**Requirement**. For the records that follow, give the number of lines in which the word "needs" occurs, with nothing added.

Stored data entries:
════════════════

//! # SANS 图表生成
//!
//! 使用 `plotters` 库生成散射强度图。
//!
//! ## 功能
//! - 1D 曲线：对数-对数坐标（默认）或线性坐标
//! - 2D 强度图：log10(I) 热图
//! - 支持 PNG 和 SVG 输出
//!
//! ## 依赖关系
//! - 被 `commands/` 调用
//! - 使用 `sans/pattern.rs` 的 IqCurve, IqMap 结构
//! - 使用 `plotters` 渲染图表

use crate::error::{Result, SansError};
use crate::sans::{IqCurve, IqMap};

use plotters::prelude::*;
use std::path::Path;

fn plot_err<E: std::fmt::Debug>(e: E) -> SansError {
    SansError::PlotError(format!("{:?}", e))
}

/// 生成 1D I(q) 图
pub fn generate_curve_plot(
    curve: &IqCurve,
    output_path: &Path,
    title: &str,
    width: u32,
    height: u32,
    log_scale: bool,
    use_svg: bool,
) -> Result<()> {
    if use_svg {
        let root = SVGBackend::new(output_path, (width, height)).into_drawing_area();
        draw_curve_chart(&root, curve, title, log_scale)?;
        root.present().map_err(plot_err)?;
    } else {
        let root = BitMapBackend::new(output_path, (width, height)).into_drawing_area();
        draw_curve_chart(&root, curve, title, log_scale)?;
        root.present().map_err(plot_err)?;
    }
    Ok(())
}

/// 生成 2D I(qx, qy) 热图
pub fn generate_map_plot(
    map: &IqMap,
    output_path: &Path,
    title: &str,
    width: u32,
    height: u32,
    use_svg: bool,
) -> Result<()> {
    if use_svg {
        let root = SVGBackend::new(output_path, (width, height)).into_drawing_area();
        draw_map_chart(&root, map, title)?;
        root.present().map_err(plot_err)?;
    } else {
        let root = BitMapBackend::new(output_path, (width, height)).into_drawing_area();
        draw_map_chart(&root, map, title)?;
        root.present().map_err(plot_err)?;
    }
    Ok(())
}

/// 绘制 1D 曲线
fn draw_curve_chart<DB: DrawingBackend>(
    root: &DrawingArea<DB, plotters::coord::Shift>,
    curve: &IqCurve,
    title: &str,
    log_scale: bool,
) -> Result<()>
where
    DB::ErrorType: 'static,
{
    root.fill(&WHITE).map_err(plot_err)?;

    // 对数坐标只能显示正值
    let points: Vec<(f64, f64)> = curve
        .points
        .iter()
        .copied()
        .filter(|(q, i)| i.is_finite() && (!log_scale || (*q > 0.0 && *i > 0.0)))
        .collect();

    if points.is_empty() {
        return Err(SansError::PlotError(
            "no plottable points (log scale needs q > 0 and I > 0)".to_string(),
        ));
    }

    let x_min = points.iter().map(|p| p.0).fold(f64::INFINITY, f64::min);
    let x_max = points.iter().map(|p| p.0).fold(f64::NEG_INFINITY, f64::max);
    let y_min = points.iter().map(|p| p.1).fold(f64::INFINITY, f64::min);
    let y_max = points.iter().map(|p| p.1).fold(f64::NEG_INFINITY, f64::max);
    let x_max = if x_max > x_min { x_max } else { x_min * 1.1 + 1e-6 };

    let line_color = RGBColor(0, 102, 204);

    if log_scale {
        let y_max = if y_max > y_min { y_max } else { y_min * 10.0 };
        let mut chart = ChartBuilder::on(root)
            .caption(title, ("sans-serif", 28).into_font())
            .margin(30)
            .x_label_area_size(50)
            .y_label_area_size(80)
            .build_cartesian_2d(
                (x_min..x_max).log_scale(),
                (y_min * 0.5..y_max * 2.0).log_scale(),
            )
            .map_err(plot_err)?;

        chart
            .configure_mesh()
            .x_desc(curve.abscissa.axis_label())
            .y_desc("I (cm⁻¹)")
            .x_label_style(("sans-serif", 16))
            .y_label_style(("sans-serif", 16))
            .axis_desc_style(("sans-serif", 18))
            .x_label_formatter(&|x| format!("{:.0e}", x))
            .y_label_formatter(&|y| format!("{:.0e}", y))
            .draw()
            .map_err(plot_err)?;

        chart
            .draw_series(LineSeries::new(points.iter().copied(), line_color.stroke_width(2)))
            .map_err(plot_err)?;
    } else {
        let span = (y_max - y_min).max(y_max.abs() * 1e-3).max(1e-12);
        let mut chart = ChartBuilder::on(root)
            .caption(title, ("sans-serif", 28).into_font())
            .margin(30)
            .x_label_area_size(50)
            .y_label_area_size(80)
            .build_cartesian_2d(x_min..x_max, (y_min - 0.05 * span)..(y_max + 0.05 * span))
            .map_err(plot_err)?;

        chart
            .configure_mesh()
            .x_desc(curve.abscissa.axis_label())
            .y_desc("I (cm⁻¹)")
            .x_label_style(("sans-serif", 16))
            .y_label_style(("sans-serif", 16))
            .axis_desc_style(("sans-serif", 18))
            .draw()
            .map_err(plot_err)?;

        chart
            .draw_series(LineSeries::new(points.iter().copied(), line_color.stroke_width(2)))
            .map_err(plot_err)?;
    }

    Ok(())
}

/// 绘制 2D 热图
fn draw_map_chart<DB: DrawingBackend>(
    root: &DrawingArea<DB, plotters::coord::Shift>,
    map: &IqMap,
    title: &str,
) -> Result<()>
where
    DB::ErrorType: 'static,
{
    root.fill(&WHITE).map_err(plot_err)?;

    if map.qx.len() < 2 || map.qy.len() < 2 {
        return Err(SansError::PlotError("map needs at least 2x2 points".to_string()));
    }

    let dx = (map.qx[map.qx.len() - 1] - map.qx[0]) / (map.qx.len() - 1) as f64;
    let dy = (map.qy[map.qy.len() - 1] - map.qy[0]) / (map.qy.len() - 1) as f64;
    let x_range = (map.qx[0] - dx / 2.0)..(map.qx[map.qx.len() - 1] + dx / 2.0);
    let y_range = (map.qy[0] - dy / 2.0)..(map.qy[map.qy.len() - 1] + dy / 2.0);

    let logs: Vec<f64> = map
        .intensity
        .iter()
        .map(|&v| if v > 0.0 { v.log10() } else { f64::NAN })
        .collect();
    let lo = logs
        .iter()
        .copied()
        .filter(|v| v.is_finite())
        .fold(f64::INFINITY, f64::min);
    let hi = logs
        .iter()
        .copied()
        .filter(|v| v.is_finite())
        .fold(f64::NEG_INFINITY, f64::max);
    let span = if hi > lo { hi - lo } else { 1.0 };

    let mut chart = ChartBuilder::on(root)
        .caption(title, ("sans-serif", 28).into_font())
        .margin(30)
        .x_label_area_size(50)
        .y_label_area_size(70)
        .build_cartesian_2d(x_range, y_range)
        .map_err(plot_err)?;

    chart
        .configure_mesh()
        .disable_mesh()
        .x_desc("qx (Å⁻¹)")
        .y_desc("qy (Å⁻¹)")
        .x_label_style(("sans-serif", 16))
        .y_label_style(("sans-serif", 16))
        .axis_desc_style(("sans-serif", 18))
        .draw()
        .map_err(plot_err)?;

    let cells = map.triples().zip(logs.iter()).map(|((qx, qy, _), &l)| {
        let color = if l.is_finite() {
            colormap((l - lo) / span)
        } else {
            RGBColor(0, 0, 0)
        };
        Rectangle::new(
            [
                (qx - dx / 2.0, qy - dy / 2.0),
                (qx + dx / 2.0, qy + dy / 2.0),
            ],
            color.filled(),
        )
    });
    chart.draw_series(cells).map_err(plot_err)?;

    if lo.is_finite() {
        let legend = format!("log10 I: {:.2} .. {:.2}", lo, hi);
        root.draw(&Text::new(
            legend,
            (40, 10),
            ("sans-serif", 14).into_font().color(&BLACK),
        ))
        .map_err(plot_err)?;
    }

    Ok(())
}

/// 近似 viridis 的分段线性色图，t ∈ [0, 1]
fn colormap(t: f64) -> RGBColor {
    const ANCHORS: [(f64, f64, f64); 5] = [
        (68.0, 1.0, 84.0),
        (59.0, 82.0, 139.0),
        (33.0, 145.0, 140.0),
        (94.0, 201.0, 98.0),
        (253.0, 231.0, 37.0),
    ];

    let t = t.clamp(0.0, 1.0) * (ANCHORS.len() - 1) as f64;
    let i = (t.floor() as usize).min(ANCHORS.len() - 2);
    let f = t - i as f64;
    let (a, b) = (ANCHORS[i], ANCHORS[i + 1]);
    let mix = |x: f64, y: f64| (x + (y - x) * f).round() as u8;

    RGBColor(mix(a.0, b.0), mix(a.1, b.1), mix(a.2, b.2))
}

════════════════

**Answer to the problem**. 2